Protesting the planned appearance of Uighur-independence activist Rebiya Kadeer, whom the Chinese government blames for the ethnic violence this month between Uighurs and Han Chinese, a hacker has posted a Chinese flag on the Web site of the Melbourne International Film Festival, the New York Times has reported, citing the Associated Press. The ethnic riots in the East Turkistan region left nearly 200 people dead.
The hacker, reportedly a Chinese man offended by Kadeer's scheduled appearance at the screening of Melbourne-based filmmaker Jeff Daniels' documentary The 10 Conditions of Love, also left messages in English demanding an apology from festival organizers. The 10 Conditions of Love, which chronicles Kadeer and her family's struggles against the Chinese government's oppression, premiered at the festival last night without any disturbances at the screening.

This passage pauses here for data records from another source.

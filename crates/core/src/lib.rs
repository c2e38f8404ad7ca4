//! Domain types and pure logic shared by every comfyrun crate.
//!
//! Nothing in here performs network I/O. The graph resolver, job status
//! model, and pre-submission validation live here so that transports,
//! the supervisor, and the HTTP boundary can all depend on one place.

pub mod error;
pub mod graph;
pub mod job;
pub mod types;
pub mod validation;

According to a festival spokesperson, there have been hundreds of other attempts to hack the Melbourne festival's site. Additionally, the Chinese Foreign Ministry spokesperson has lambasted the The 10 Conditions of Love screening, a Chinese diplomat at the consulate in Melbourne has demanded that the film be withdrawn, and four Chinese films have been pulled out of the festival, which has been inundated with e-mails that festival director Richard Moore says are best described as “vile.”
The Melbourne festival's synopsis of The 10 Conditions of Love explains that two-time Nobel Prize nominee Rebiya Kadeer, at one point one of China's wealthiest citizens, spent six years in a Chinese prison before being exiled to Washington, D.C. Compounding matters, two of her sons have received lengthy prison sentences.
Kadeer is scheduled to attend the festival at a sold-out screening of The 10 Conditions of Love on Aug. 8. She denies having had any role in the recent ethnic violence.
The Melbourne Film Festival runs until Aug. 9.